A public consultation and focus groups were held in order to consider feedback on proposed changes to the presentation of crime. This was held following recommendations from the National Statistician’s review of Crime Statistics in England and Wales in June 2011. The recommendations from the National Statistician were to improve the presentation of crime statistics in order to give the public a clearer understanding of crime.
What was discussed during the consultation?
The public consultation took place over the summer of 2012 and was preceded by a series of workshops around the country with users of the statistics. It was suggested that the police recorded crime series could be better organised into those crimes with a specific identifiable victim (to be called victim-based crimes) and other crimes against society, such as drug possession and dangerous driving. It was also proposed to make changes to the labelling of crime categories and movement of offences between classifications to improve public understanding. The proposals were broadly welcomed by users and also supported by the independent Crime Statistics Advisory Committee, which was also set up following a recommendation by the National Statistician.

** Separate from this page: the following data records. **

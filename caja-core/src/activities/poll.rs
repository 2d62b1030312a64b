use crate::dispatch::RenderProps;
use crate::domain::{Activity, ActivityStatus, ResponseEnvelope, UserResponse};
use crate::registry::{ActivityTypeDefinition, PersonaRenderers};
use crate::traits::{
    ActivityBehavior, BehaviorError, ConfigValidation, PersonaRenderer, RenderError,
};
use crate::view::View;
use schemars::JsonSchema;
use serde::{Deserialize, Serialize};
use std::collections::BTreeMap;
use std::sync::Arc;

/// Poll - participants vote on predefined options
///
/// Results aggregate to vote counts and percentages.
#[derive(Debug, Clone, Serialize, Deserialize, JsonSchema)]
pub struct PollConfig {
    /// The question being voted on
    pub question: String,

    /// Available options (at least two)
    pub options: Vec<String>,

    /// Whether a participant may select more than one option
    #[serde(default)]
    pub allow_multiple: bool,
}

impl PollConfig {
    pub fn new(question: impl Into<String>, options: Vec<String>) -> Self {
        Self {
            question: question.into(),
            options,
            allow_multiple: false,
        }
    }

    pub fn with_multiple(mut self) -> Self {
        self.allow_multiple = true;
        self
    }

    pub fn to_config(&self) -> serde_json::Value {
        serde_json::to_value(self).unwrap_or(serde_json::Value::Null)
    }

    pub fn from_config(config: &serde_json::Value) -> Result<Self, serde_json::Error> {
        serde_json::from_value(config.clone())
    }
}

/// Selected options a participant submitted, carried in the envelope's data
#[derive(Debug, Clone, Serialize, Deserialize, JsonSchema)]
pub struct PollSelection {
    pub selected: Vec<String>,
}

impl PollSelection {
    pub fn one(option: impl Into<String>) -> Self {
        Self {
            selected: vec![option.into()],
        }
    }

    /// Wrap into the conventional response envelope
    pub fn to_payload(&self) -> serde_json::Value {
        ResponseEnvelope::new(
            "poll",
            serde_json::to_value(self).unwrap_or(serde_json::Value::Null),
        )
        .to_value()
    }
}

pub struct PollBehavior;

impl ActivityBehavior for PollBehavior {
    fn validate_config(&self, config: &serde_json::Value) -> ConfigValidation {
        let parsed = match PollConfig::from_config(config) {
            Ok(parsed) => parsed,
            Err(e) => return ConfigValidation::fail(vec![format!("not a poll configuration: {e}")]),
        };

        let mut errors = Vec::new();

        if parsed.question.trim().is_empty() {
            errors.push("question must not be empty".to_string());
        }

        if parsed.options.len() < 2 {
            errors.push("poll needs at least two options".to_string());
        }

        let mut seen = std::collections::HashSet::new();
        for option in &parsed.options {
            if !seen.insert(option) {
                errors.push(format!("duplicate option: {option}"));
            }
        }

        if errors.is_empty() {
            ConfigValidation::ok()
        } else {
            ConfigValidation::fail(errors)
        }
    }

    fn default_config(&self) -> serde_json::Value {
        PollConfig::new("", Vec::new()).to_config()
    }

    fn config_schema(&self) -> serde_json::Value {
        serde_json::to_value(schemars::schema_for!(PollConfig))
            .unwrap_or(serde_json::Value::Null)
    }

    fn validate_response(
        &self,
        config: &serde_json::Value,
        payload: &serde_json::Value,
    ) -> Result<(), BehaviorError> {
        let poll = PollConfig::from_config(config)
            .map_err(|e| BehaviorError::InvalidConfig(e.to_string()))?;

        let envelope = ResponseEnvelope::from_value(payload);
        let selection: PollSelection = serde_json::from_value(envelope.data)
            .map_err(|e| BehaviorError::InvalidResponse(format!("bad selection: {e}")))?;

        if selection.selected.is_empty() {
            return Err(BehaviorError::InvalidResponse(
                "no option selected".to_string(),
            ));
        }

        if selection.selected.len() > 1 && !poll.allow_multiple {
            return Err(BehaviorError::InvalidResponse(
                "multiple selections are not allowed".to_string(),
            ));
        }

        for option in &selection.selected {
            if !poll.options.contains(option) {
                return Err(BehaviorError::InvalidResponse(format!(
                    "unknown option: {option}"
                )));
            }
        }

        Ok(())
    }

    fn aggregate(&self, config: &serde_json::Value, responses: &[UserResponse]) -> serde_json::Value {
        let Ok(poll) = PollConfig::from_config(config) else {
            return serde_json::Value::Null;
        };

        let mut counts: BTreeMap<String, u64> = poll
            .options
            .iter()
            .map(|option| (option.clone(), 0))
            .collect();

        let mut total_votes = 0u64;
        for response in responses {
            let envelope = ResponseEnvelope::from_value(&response.payload);
            let Ok(selection) = serde_json::from_value::<PollSelection>(envelope.data) else {
                continue;
            };

            for option in selection.selected {
                if let Some(count) = counts.get_mut(&option) {
                    *count += 1;
                    total_votes += 1;
                }
            }
        }

        let percentages: BTreeMap<String, f64> = counts
            .iter()
            .map(|(option, &count)| {
                let pct = if total_votes == 0 {
                    0.0
                } else {
                    (count as f64 * 1000.0 / total_votes as f64).round() / 10.0
                };
                (option.clone(), pct)
            })
            .collect();

        serde_json::json!({
            "vote_counts": counts,
            "percentages": percentages,
            "total_responses": responses.len(),
        })
    }

    fn on_state_change(&self, old: ActivityStatus, new: ActivityStatus, activity: &Activity) {
        tracing::info!(
            activity_id = %activity.id,
            %old,
            %new,
            "Poll state changed"
        );
    }
}

pub struct PollAdminRenderer;

impl PersonaRenderer for PollAdminRenderer {
    fn render(&self, props: &RenderProps) -> Result<View, RenderError> {
        let RenderProps::Admin(p) = props else {
            return Err(RenderError::new("poll admin renderer received wrong props"));
        };

        let poll = PollConfig::from_config(&p.config)
            .map_err(|e| RenderError::new(format!("unreadable poll configuration: {e}")))?;

        let mut view = View::panel(format!("Configure: {}", p.activity.title))
            .with_line(format!("Question: {}", poll.question))
            .with_items(poll.options);

        if let Some(validation) = &p.validation {
            if validation.valid {
                view = view.with_line("Configuration is valid.".to_string());
            } else {
                for error in &validation.errors {
                    view = view.with_line(format!("Problem: {error}"));
                }
            }
        }

        Ok(view)
    }
}

pub struct PollViewerRenderer;

impl PersonaRenderer for PollViewerRenderer {
    fn render(&self, props: &RenderProps) -> Result<View, RenderError> {
        let RenderProps::Viewer(p) = props else {
            return Err(RenderError::new("poll viewer renderer received wrong props"));
        };

        let poll = PollConfig::from_config(&p.activity.config)
            .map_err(|e| RenderError::new(format!("unreadable poll configuration: {e}")))?;

        let mut view = View::panel(p.activity.title.clone()).with_line(poll.question.clone());

        match &p.results {
            Some(results) if !results.is_null() => {
                let items = poll
                    .options
                    .iter()
                    .map(|option| {
                        let count = results["vote_counts"][option].as_u64().unwrap_or(0);
                        let pct = results["percentages"][option].as_f64().unwrap_or(0.0);
                        format!("{option}: {count} ({pct}%)")
                    })
                    .collect();
                view = view.with_items(items);

                if let Some(total) = results["total_responses"].as_u64() {
                    view = view.with_line(format!("{total} responses"));
                }
            }
            _ => {
                view = view.with_line("Waiting for results...".to_string());
            }
        }

        if p.live_results {
            view = view.with_line("Results update live.".to_string());
        }

        Ok(view)
    }
}

pub struct PollParticipantRenderer;

impl PersonaRenderer for PollParticipantRenderer {
    fn render(&self, props: &RenderProps) -> Result<View, RenderError> {
        let RenderProps::Participant(p) = props else {
            return Err(RenderError::new(
                "poll participant renderer received wrong props",
            ));
        };

        let poll = PollConfig::from_config(&p.activity.config)
            .map_err(|e| RenderError::new(format!("unreadable poll configuration: {e}")))?;

        let mut view = View::panel(p.activity.title.clone())
            .with_line(poll.question.clone())
            .with_items(poll.options);

        if p.can_submit {
            if poll.allow_multiple {
                view = view.with_line("Select one or more options.".to_string());
            } else {
                view = view.with_line("Select one option.".to_string());
            }
        } else {
            view = view.with_line("Voting is closed.".to_string());
        }

        if p.has_submitted {
            view = view.with_line("A vote has already been recorded.".to_string());
        }

        Ok(view)
    }
}

/// Registry entry for the built-in poll type
pub fn poll_definition() -> ActivityTypeDefinition {
    ActivityTypeDefinition::new(
        "poll",
        "Poll",
        "Participants vote on predefined options",
        Arc::new(PollBehavior),
    )
    .with_version("1.0.0")
    .with_renderers(
        PersonaRenderers::new()
            .with_admin(Arc::new(PollAdminRenderer))
            .with_viewer(Arc::new(PollViewerRenderer))
            .with_participant(Arc::new(PollParticipantRenderer)),
    )
}

#[cfg(test)]
mod tests {
    use super::*;
    use uuid::Uuid;

    fn two_options() -> PollConfig {
        PollConfig::new("Lunch?", vec!["Tacos".to_string(), "Ramen".to_string()])
    }

    fn response_for(activity_id: Uuid, option: &str) -> UserResponse {
        UserResponse::new(Uuid::new_v4(), activity_id, Uuid::new_v4())
            .with_payload(PollSelection::one(option).to_payload())
    }

    #[test]
    fn test_config_roundtrip() {
        let config = two_options().with_multiple();

        let value = config.to_config();
        let parsed = PollConfig::from_config(&value).unwrap();

        assert_eq!(parsed.question, "Lunch?");
        assert_eq!(parsed.options.len(), 2);
        assert!(parsed.allow_multiple);
    }

    #[test]
    fn test_validate_config() {
        let behavior = PollBehavior;

        assert!(behavior.validate_config(&two_options().to_config()).valid);

        let empty = PollConfig::new("", vec!["A".to_string()]);
        let validation = behavior.validate_config(&empty.to_config());
        assert!(!validation.valid);
        assert_eq!(validation.errors.len(), 2);

        let dupes = PollConfig::new("Q", vec!["A".to_string(), "A".to_string()]);
        let validation = behavior.validate_config(&dupes.to_config());
        assert!(!validation.valid);
        assert!(validation.errors[0].contains("duplicate"));
    }

    #[test]
    fn test_validate_response() {
        let behavior = PollBehavior;
        let config = two_options().to_config();

        assert!(behavior
            .validate_response(&config, &PollSelection::one("Tacos").to_payload())
            .is_ok());

        let unknown = PollSelection::one("Pizza").to_payload();
        assert!(behavior.validate_response(&config, &unknown).is_err());

        let multiple = PollSelection {
            selected: vec!["Tacos".to_string(), "Ramen".to_string()],
        };
        assert!(behavior
            .validate_response(&config, &multiple.to_payload())
            .is_err());

        let multi_config = two_options().with_multiple().to_config();
        assert!(behavior
            .validate_response(&multi_config, &multiple.to_payload())
            .is_ok());
    }

    #[test]
    fn test_aggregate_counts_and_percentages() {
        let behavior = PollBehavior;
        let config = two_options().to_config();
        let activity_id = Uuid::new_v4();

        let responses = vec![
            response_for(activity_id, "Tacos"),
            response_for(activity_id, "Tacos"),
            response_for(activity_id, "Tacos"),
            response_for(activity_id, "Ramen"),
        ];

        let results = behavior.aggregate(&config, &responses);

        assert_eq!(results["vote_counts"]["Tacos"], 3);
        assert_eq!(results["vote_counts"]["Ramen"], 1);
        assert_eq!(results["percentages"]["Tacos"], 75.0);
        assert_eq!(results["percentages"]["Ramen"], 25.0);
        assert_eq!(results["total_responses"], 4);
    }

    #[test]
    fn test_aggregate_ignores_unknown_options() {
        let behavior = PollBehavior;
        let config = two_options().to_config();
        let activity_id = Uuid::new_v4();

        let responses = vec![
            response_for(activity_id, "Tacos"),
            response_for(activity_id, "Pizza"),
        ];

        let results = behavior.aggregate(&config, &responses);

        assert_eq!(results["vote_counts"]["Tacos"], 1);
        assert_eq!(results["percentages"]["Tacos"], 100.0);
        assert_eq!(results["total_responses"], 2);
    }

    #[test]
    fn test_aggregate_empty() {
        let behavior = PollBehavior;
        let results = behavior.aggregate(&two_options().to_config(), &[]);

        assert_eq!(results["vote_counts"]["Tacos"], 0);
        assert_eq!(results["percentages"]["Tacos"], 0.0);
        assert_eq!(results["total_responses"], 0);
    }

    #[test]
    fn test_schema_describes_config() {
        let behavior = PollBehavior;
        let schema = behavior.config_schema();

        assert!(schema["properties"]["question"].is_object());
        assert!(schema["properties"]["options"].is_object());
    }

    #[test]
    fn test_definition_has_all_renderers() {
        let definition = poll_definition();

        assert_eq!(definition.type_id, "poll");
        assert!(definition.renderers.admin.is_some());
        assert!(definition.renderers.viewer.is_some());
        assert!(definition.renderers.participant.is_some());
    }
}
use crate::domain::{ActivityId, ActivityStatus};
use uuid::Uuid;

/// Commands that can be executed against the session domain
///
/// `requester_id: None` means "acting as the session admin" - the REST
/// surface is unauthenticated in this MVP and management calls are trusted.
#[derive(Debug, Clone, PartialEq)]
pub enum SessionCommand {
    /// Create a new session
    CreateSession {
        session_id: Option<Uuid>,
        name: String,
        admin_name: String,
    },

    /// Join an existing session
    JoinSession {
        session_id: Uuid,
        participant_name: String,
    },

    /// Plan an activity
    AddActivity {
        session_id: Uuid,
        requester_id: Option<Uuid>,
        type_id: String,
        title: String,
        description: String,
        /// `None` takes the type's default configuration
        config: Option<serde_json::Value>,
        /// `None` appends at the end of the run order
        order: Option<u32>,
    },

    /// Replace an activity's configuration
    UpdateActivityConfig {
        session_id: Uuid,
        requester_id: Option<Uuid>,
        activity_id: ActivityId,
        config: serde_json::Value,
    },

    /// Move an activity through its lifecycle
    TransitionActivity {
        session_id: Uuid,
        requester_id: Option<Uuid>,
        activity_id: ActivityId,
        new_status: ActivityStatus,
    },

    /// Participant submits a response
    SubmitResponse {
        session_id: Uuid,
        activity_id: ActivityId,
        participant_id: Uuid,
        payload: serde_json::Value,
    },
}

impl SessionCommand {
    /// Command name, used in failure events
    pub fn name(&self) -> &'static str {
        match self {
            SessionCommand::CreateSession { .. } => "CreateSession",
            SessionCommand::JoinSession { .. } => "JoinSession",
            SessionCommand::AddActivity { .. } => "AddActivity",
            SessionCommand::UpdateActivityConfig { .. } => "UpdateActivityConfig",
            SessionCommand::TransitionActivity { .. } => "TransitionActivity",
            SessionCommand::SubmitResponse { .. } => "SubmitResponse",
        }
    }
}

#[cfg(test)]
mod tests {
    use super::*;

    #[test]
    fn test_command_clone() {
        let cmd = SessionCommand::CreateSession {
            session_id: None,
            name: "Town Hall".to_string(),
            admin_name: "Alice".to_string(),
        };

        let cloned = cmd.clone();
        assert_eq!(cmd, cloned);
    }

    #[test]
    fn test_command_names() {
        let cmd = SessionCommand::JoinSession {
            session_id: Uuid::new_v4(),
            participant_name: "Bob".to_string(),
        };

        assert_eq!(cmd.name(), "JoinSession");
    }
}
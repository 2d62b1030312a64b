use crate::application::{SessionCommand, SessionEvent};
use crate::domain::{
    Activity, ActivityId, ActivityStatus, ActivityStatusSnapshot, Participant, Session,
    SessionError, UserResponse,
};
use crate::registry::ActivityRegistry;
use std::collections::HashMap;
use std::sync::Arc;
use uuid::Uuid;

/// Typed failures from command execution, for callers (like the REST layer)
/// that need more than a reason string
#[derive(Debug, thiserror::Error)]
pub enum ServiceError {
    #[error("Session not found: {0}")]
    SessionNotFound(Uuid),

    #[error("Configuration rejected: {0}")]
    InvalidConfig(String),

    #[error("Response rejected: {0}")]
    InvalidResponse(String),

    #[error(transparent)]
    Session(#[from] SessionError),
}

/// Holds every session and processes commands against them
///
/// The registry is injected, never global; it supplies default
/// configurations, validation and state-change hooks.
pub struct SessionService {
    sessions: HashMap<Uuid, Session>,
    registry: Arc<ActivityRegistry>,
}

impl SessionService {
    pub fn new(registry: Arc<ActivityRegistry>) -> Self {
        Self {
            sessions: HashMap::new(),
            registry,
        }
    }

    pub fn registry(&self) -> &ActivityRegistry {
        &self.registry
    }

    pub fn get_session(&self, session_id: Uuid) -> Option<&Session> {
        self.sessions.get(&session_id)
    }

    pub fn session_count(&self) -> usize {
        self.sessions.len()
    }

    /// Insert a session directly (tests, imports)
    pub fn add_session(&mut self, session: Session) {
        self.sessions.insert(session.id(), session);
    }

    /// Process a command, mapping every failure to `CommandFailed`
    pub fn handle_command(&mut self, command: SessionCommand) -> SessionEvent {
        let name = command.name().to_string();
        match self.try_handle(command) {
            Ok(event) => event,
            Err(error) => SessionEvent::CommandFailed {
                command: name,
                reason: error.to_string(),
            },
        }
    }

    /// Process a command with typed errors
    pub fn try_handle(&mut self, command: SessionCommand) -> Result<SessionEvent, ServiceError> {
        match command {
            SessionCommand::CreateSession {
                session_id,
                name,
                admin_name,
            } => self.create_session(session_id, name, admin_name),

            SessionCommand::JoinSession {
                session_id,
                participant_name,
            } => self.join_session(session_id, participant_name),

            SessionCommand::AddActivity {
                session_id,
                requester_id,
                type_id,
                title,
                description,
                config,
                order,
            } => self.add_activity(
                session_id,
                requester_id,
                type_id,
                title,
                description,
                config,
                order,
            ),

            SessionCommand::UpdateActivityConfig {
                session_id,
                requester_id,
                activity_id,
                config,
            } => self.update_activity_config(session_id, requester_id, activity_id, config),

            SessionCommand::TransitionActivity {
                session_id,
                requester_id,
                activity_id,
                new_status,
            } => self.transition_activity(session_id, requester_id, activity_id, new_status),

            SessionCommand::SubmitResponse {
                session_id,
                activity_id,
                participant_id,
                payload,
            } => self.submit_response(session_id, activity_id, participant_id, payload),
        }
    }

    fn session_mut(&mut self, session_id: Uuid) -> Result<&mut Session, ServiceError> {
        self.sessions
            .get_mut(&session_id)
            .ok_or(ServiceError::SessionNotFound(session_id))
    }

    fn resolve_requester(
        &self,
        session_id: Uuid,
        requester_id: Option<Uuid>,
    ) -> Result<Uuid, ServiceError> {
        match requester_id {
            Some(id) => Ok(id),
            None => {
                let session = self
                    .sessions
                    .get(&session_id)
                    .ok_or(ServiceError::SessionNotFound(session_id))?;
                Ok(session.admin_id())
            }
        }
    }

    fn create_session(
        &mut self,
        session_id: Option<Uuid>,
        name: String,
        admin_name: String,
    ) -> Result<SessionEvent, ServiceError> {
        let admin = Participant::new_admin(admin_name).map_err(SessionError::from)?;

        let session = match session_id {
            Some(id) => Session::with_id(id, name, admin)?,
            None => Session::new(name, admin)?,
        };

        tracing::info!(session_id = %session.id(), name = %session.name(), "Session created");

        self.sessions.insert(session.id(), session.clone());
        Ok(SessionEvent::SessionCreated { session })
    }

    fn join_session(
        &mut self,
        session_id: Uuid,
        participant_name: String,
    ) -> Result<SessionEvent, ServiceError> {
        let participant =
            Participant::new_participant(participant_name).map_err(SessionError::from)?;

        let session = self.session_mut(session_id)?;
        session.add_participant(participant.clone())?;

        tracing::info!(
            session_id = %session_id,
            participant_id = %participant.id(),
            "Participant joined"
        );

        Ok(SessionEvent::ParticipantJoined {
            session_id,
            participant,
        })
    }

    #[allow(clippy::too_many_arguments)]
    fn add_activity(
        &mut self,
        session_id: Uuid,
        requester_id: Option<Uuid>,
        type_id: String,
        title: String,
        description: String,
        config: Option<serde_json::Value>,
        order: Option<u32>,
    ) -> Result<SessionEvent, ServiceError> {
        let requester = self.resolve_requester(session_id, requester_id)?;

        // Unknown types may still be planned; only rendering reports them
        let config = match (config, self.registry.get(&type_id)) {
            (Some(config), _) => config,
            (None, Some(definition)) => definition.behavior.default_config(),
            (None, None) => {
                tracing::warn!(%type_id, "Planning activity with unregistered type");
                serde_json::json!({})
            }
        };

        let order = match order {
            Some(order) => order,
            None => {
                let session = self
                    .sessions
                    .get(&session_id)
                    .ok_or(ServiceError::SessionNotFound(session_id))?;
                session.activities().len() as u32
            }
        };

        let activity = Activity::new(session_id, type_id, title)
            .with_description(description)
            .with_config(config)
            .with_order(order);

        let session = self.session_mut(session_id)?;
        session.add_activity(requester, activity.clone())?;

        Ok(SessionEvent::ActivityAdded {
            session_id,
            activity,
        })
    }

    fn update_activity_config(
        &mut self,
        session_id: Uuid,
        requester_id: Option<Uuid>,
        activity_id: ActivityId,
        config: serde_json::Value,
    ) -> Result<SessionEvent, ServiceError> {
        let requester = self.resolve_requester(session_id, requester_id)?;

        let session = self
            .sessions
            .get(&session_id)
            .ok_or(ServiceError::SessionNotFound(session_id))?;
        let activity = session
            .get_activity(activity_id)
            .ok_or(SessionError::ActivityNotFound(activity_id))?;

        // Saving an invalid configuration is refused; draft-local edits are
        // a client concern
        let validation = match self.registry.get(&activity.type_id) {
            Some(definition) => definition.behavior.validate_config(&config),
            None => crate::traits::ConfigValidation::ok(),
        };

        if !validation.valid {
            return Err(ServiceError::InvalidConfig(validation.errors.join("; ")));
        }

        let session = self.session_mut(session_id)?;
        session.update_activity_config(requester, activity_id, config)?;

        Ok(SessionEvent::ActivityConfigUpdated {
            session_id,
            activity_id,
            validation,
        })
    }

    fn transition_activity(
        &mut self,
        session_id: Uuid,
        requester_id: Option<Uuid>,
        activity_id: ActivityId,
        new_status: ActivityStatus,
    ) -> Result<SessionEvent, ServiceError> {
        let requester = self.resolve_requester(session_id, requester_id)?;

        let session = self.session_mut(session_id)?;
        let previous = session.transition_activity(requester, activity_id, new_status)?;
        let transitioned = session.get_activity(activity_id).cloned();

        // Notification hook only; the transition is already applied
        if let Some(activity) = transitioned {
            if let Some(definition) = self.registry.get(&activity.type_id) {
                definition
                    .behavior
                    .on_state_change(previous, new_status, &activity);
            }
        }

        tracing::info!(
            %session_id,
            %activity_id,
            from = %previous,
            to = %new_status,
            "Activity transitioned"
        );

        Ok(SessionEvent::ActivityTransitioned {
            session_id,
            activity_id,
            from: previous,
            to: new_status,
        })
    }

    fn submit_response(
        &mut self,
        session_id: Uuid,
        activity_id: ActivityId,
        participant_id: Uuid,
        payload: serde_json::Value,
    ) -> Result<SessionEvent, ServiceError> {
        let session = self
            .sessions
            .get(&session_id)
            .ok_or(ServiceError::SessionNotFound(session_id))?;
        let activity = session
            .get_activity(activity_id)
            .ok_or(SessionError::ActivityNotFound(activity_id))?;

        // The type's own validation hook; the envelope convention itself is
        // not enforced here
        if let Some(definition) = self.registry.get(&activity.type_id) {
            definition
                .behavior
                .validate_response(&activity.config, &payload)
                .map_err(|e| ServiceError::InvalidResponse(e.to_string()))?;
        }

        let response =
            UserResponse::new(session_id, activity_id, participant_id).with_payload(payload);
        let response_id = response.id;

        let session = self.session_mut(session_id)?;
        session.submit_response(response)?;
        let response_count = session.response_count(activity_id);

        Ok(SessionEvent::ResponseSubmitted {
            session_id,
            activity_id,
            response_id,
            response_count,
        })
    }

    /// Assemble the polled snapshot for an activity, aggregating results
    /// through the type's behavior
    pub fn snapshot(
        &self,
        session_id: Uuid,
        activity_id: ActivityId,
    ) -> Result<ActivityStatusSnapshot, ServiceError> {
        let session = self
            .sessions
            .get(&session_id)
            .ok_or(ServiceError::SessionNotFound(session_id))?;
        let activity = session
            .get_activity(activity_id)
            .ok_or(SessionError::ActivityNotFound(activity_id))?;

        let results = match self.registry.get(&activity.type_id) {
            Some(definition) => {
                let responses: Vec<UserResponse> = session
                    .responses_for(activity_id)
                    .into_iter()
                    .cloned()
                    .collect();
                definition.behavior.aggregate(&activity.config, &responses)
            }
            None => serde_json::Value::Null,
        };

        Ok(session.snapshot(activity_id, results)?)
    }
}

How will these changes affect crime statistics?
Since the consultation, changes have been developed in response to feedback from users for crime statistics. The most notable change was the new classifications were used in the crime quarterly release published on 18th July ‘Crime in England and Wales, year ending March 2013.’ There has been no change to the bottom line totals as most of the changes have been presentational, which means some offences have been moved between classifications, or have been separated out of existing groups.
For example, some offences which previously were included within ‘Violence Against the Person’ but did not have a specific identifiable victim (e.g. possession of weapons and other public order offences) have been moved into a new ‘Public Order’ category. In addition, Action Fraud will in future have responsibility for the central recording fraud offences on behalf of the police, and this has been taken into account in classification.
The new classifications mean that ONS crime statistic outputs produced before 18th July 2013 will be presented in the old classification format, whereas those after that date will be in the new format. This means that some sub-totals will be different from those previously published. Although, a time series on the new basis has been produced for key estimates which goes back to 2002/03 and will help provide clear historical context to the latest figures.
What future changes will be made to crime statistics?
The availability of revised 2011 Census-based population estimates for years back to 2002/03 means that key estimates from the Crime Survey for England and Wales (CSEW) need to be revised with updated population totals. This is a substantial programme of work and will ongoing through the rest of 2013 with the aim of releasing revised CSEW estimates and microdata in spring 2014.